My approach: Let $\angle BDA=x$. Let $AB=BC=p$. Applying sine law in $\triangle ADB$, $\dfrac{p}{\sin x}=\dfrac{BD}{\sin (60+x)}$. Applying sine law in $\triangle BDC$, $\dfrac{p}{\sin150^{\circ}}=\dfrac{BD}{\sin 10^{\circ}}$. Using the two equations, we get $\dfrac{1}{2\sin 10^\circ}=\dfrac{\sin x}{\sin (60^\circ +x)} \implies 2\sin 10^\circ=\dfrac{\sqrt{3}}{2}\cot x + \dfrac{1}{2} \\ \implies x = \text{arccot} \left(\dfrac{4\sin 10^\circ-1}{\sqrt{3}}\right)$.

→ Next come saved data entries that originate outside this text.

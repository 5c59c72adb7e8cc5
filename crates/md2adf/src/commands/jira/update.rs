//! `md2adf jira update` command implementation.

use std::path::PathBuf;

use clap::Args;
use md2adf_jira::IssueUpdate;

use super::JiraContext;
use crate::error::CliError;
use crate::input::read_optional_document;

/// Arguments for the jira update command.
#[derive(Args)]
pub(crate) struct UpdateArgs {
    /// Issue key.
    key: String,

    /// New summary.
    #[arg(short, long)]
    summary: Option<String>,

    /// Markdown file with the new description.
    #[arg(short, long)]
    description_file: Option<PathBuf>,

    /// Markdown file with a comment to add.
    #[arg(long)]
    comment_file: Option<PathBuf>,

    /// Epic to link the issue to.
    #[arg(short, long)]
    epic: Option<String>,
}

impl UpdateArgs {
    pub(crate) fn execute(self, ctx: &JiraContext) -> Result<(), CliError> {
        let output = &ctx.output;

        let update = IssueUpdate {
            summary: self.summary,
            description: read_optional_document(self.description_file.as_deref())?,
            parent_key: self.epic,
        };
        let comment = read_optional_document(self.comment_file.as_deref())?;

        if update.is_empty() && comment.is_none() {
            return Err(CliError::Validation(
                "nothing to update: pass --summary, --description-file, --epic or --comment-file"
                    .to_owned(),
            ));
        }

        let mut changes = Vec::new();
        if update.summary.is_some() {
            changes.push("summary");
        }
        if update.description.is_some() {
            changes.push("description");
        }
        if update.parent_key.is_some() {
            changes.push("epic");
        }

        ctx.client.update_issue(&self.key, &update)?;

        if let Some(comment) = &comment {
            ctx.client.add_comment(&self.key, comment)?;
            changes.push("comment");
        }

        output.success(&format!("Updated {}: {}", self.key, changes.join(", ")));
        Ok(())
    }
}
//! Project-scoped JQL presets.

/// Issue list filter, always scoped to one project.
#[derive(Debug, Clone, PartialEq, Eq)]
pub enum IssueFilter {
    /// Assigned to the current user.
    Mine,
    /// Not done or closed.
    Open,
    /// Updated in the last seven days.
    Recent,
    /// Caller-supplied JQL, combined with the project clause.
    Custom(Option<String>),
}

impl IssueFilter {
    /// Build the JQL query for a project.
    ///
    /// ```
    /// use md2adf_jira::IssueFilter;
    ///
    /// assert_eq!(
    ///     IssueFilter::Custom(Some("labels = infra".to_owned())).jql("OPS"),
    ///     "project = OPS AND (labels = infra)"
    /// );
    /// ```
    pub fn jql(&self, project_key: &str) -> String {
        match self {
            Self::Mine => format!(
                "project = {project_key} AND assignee = currentUser() ORDER BY updated DESC"
            ),
            Self::Open => format!(
                "project = {project_key} AND status != Done AND status != Closed ORDER BY updated DESC"
            ),
            Self::Recent => {
                format!("project = {project_key} AND updated >= -7d ORDER BY updated DESC")
            }
            Self::Custom(Some(jql)) if !jql.trim().is_empty() => {
                format!("project = {project_key} AND ({jql})")
            }
            Self::Custom(_) => format!("project = {project_key}"),
        }
    }
}

#[cfg(test)]
mod tests {
    use super::*;

    #[test]
    fn test_mine() {
        assert_eq!(
            IssueFilter::Mine.jql("OPS"),
            "project = OPS AND assignee = currentUser() ORDER BY updated DESC"
        );
    }

    #[test]
    fn test_open() {
        assert_eq!(
            IssueFilter::Open.jql("OPS"),
            "project = OPS AND status != Done AND status != Closed ORDER BY updated DESC"
        );
    }

    #[test]
    fn test_recent() {
        assert_eq!(
            IssueFilter::Recent.jql("WEB"),
            "project = WEB AND updated >= -7d ORDER BY updated DESC"
        );
    }

    #[test]
    fn test_custom_without_query() {
        assert_eq!(IssueFilter::Custom(None).jql("OPS"), "project = OPS");
        assert_eq!(
            IssueFilter::Custom(Some("  ".to_owned())).jql("OPS"),
            "project = OPS"
        );
    }
}
//! `md2adf jira attach` and `md2adf jira download` command implementations.

use std::path::{Path, PathBuf};

use clap::Args;
use md2adf_jira::{format_file_size, mime_type_for};

use super::JiraContext;
use crate::error::CliError;

/// Arguments for the jira attach command.
#[derive(Args)]
pub(crate) struct AttachArgs {
    /// Issue key.
    key: String,

    /// File to upload.
    file: PathBuf,

    /// Attachment name (default: the file name).
    #[arg(short, long)]
    name: Option<String>,
}

impl AttachArgs {
    pub(crate) fn execute(self, ctx: &JiraContext) -> Result<(), CliError> {
        let filename = match self.name {
            Some(name) => name,
            None => file_name(&self.file)?,
        };
        let data = std::fs::read(&self.file)?;
        let mime_type = mime_type_for(Path::new(&filename));

        let attachment = ctx
            .client
            .add_attachment(&self.key, &filename, &data, mime_type)?;

        ctx.output.success(&format!(
            "Attached {} to {} (ID: {}, {})",
            attachment.filename,
            self.key,
            attachment.id,
            format_file_size(attachment.size)
        ));
        Ok(())
    }
}

/// Arguments for the jira download command.
#[derive(Args)]
pub(crate) struct DownloadArgs {
    /// Attachment ID (see `md2adf jira show`).
    id: String,

    /// Destination file, or a directory to keep the attachment's name.
    dest: PathBuf,
}

impl DownloadArgs {
    pub(crate) fn execute(self, ctx: &JiraContext) -> Result<(), CliError> {
        let attachment = ctx.client.get_attachment(&self.id)?;
        let dest = if self.dest.is_dir() {
            self.dest.join(&attachment.filename)
        } else {
            self.dest
        };

        let written = ctx.client.download_attachment(&attachment, &dest)?;
        ctx.output.success(&format!(
            "Downloaded {} to {} ({})",
            attachment.filename,
            dest.display(),
            format_file_size(written)
        ));
        Ok(())
    }
}

/// Final path component as UTF-8.
fn file_name(path: &Path) -> Result<String, CliError> {
    path.file_name()
        .and_then(|name| name.to_str())
        .map(ToOwned::to_owned)
        .ok_or_else(|| CliError::Validation(format!("invalid file name: {}", path.display())))
}

#[cfg(test)]
mod tests {
    use super::*;

    #[test]
    fn test_file_name() {
        assert_eq!(
            file_name(Path::new("/tmp/report.pdf")).unwrap(),
            "report.pdf"
        );
        assert!(file_name(Path::new("/")).is_err());
    }
}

Now I am stuck. I know that the answer is $100^\circ$ but no matter how hard I try I cannot seem to simplify it any further. Please help. If anybody has a better solution (involving simple Euclidean Geometry), I would be grateful if you provide it too.

Edit: I am extremely sorry. The original problem was when $AB=BC$. Sorry for the inconvenience caused. I have rectified my mistake. Also, I have changed the answer to $100 ^\circ$.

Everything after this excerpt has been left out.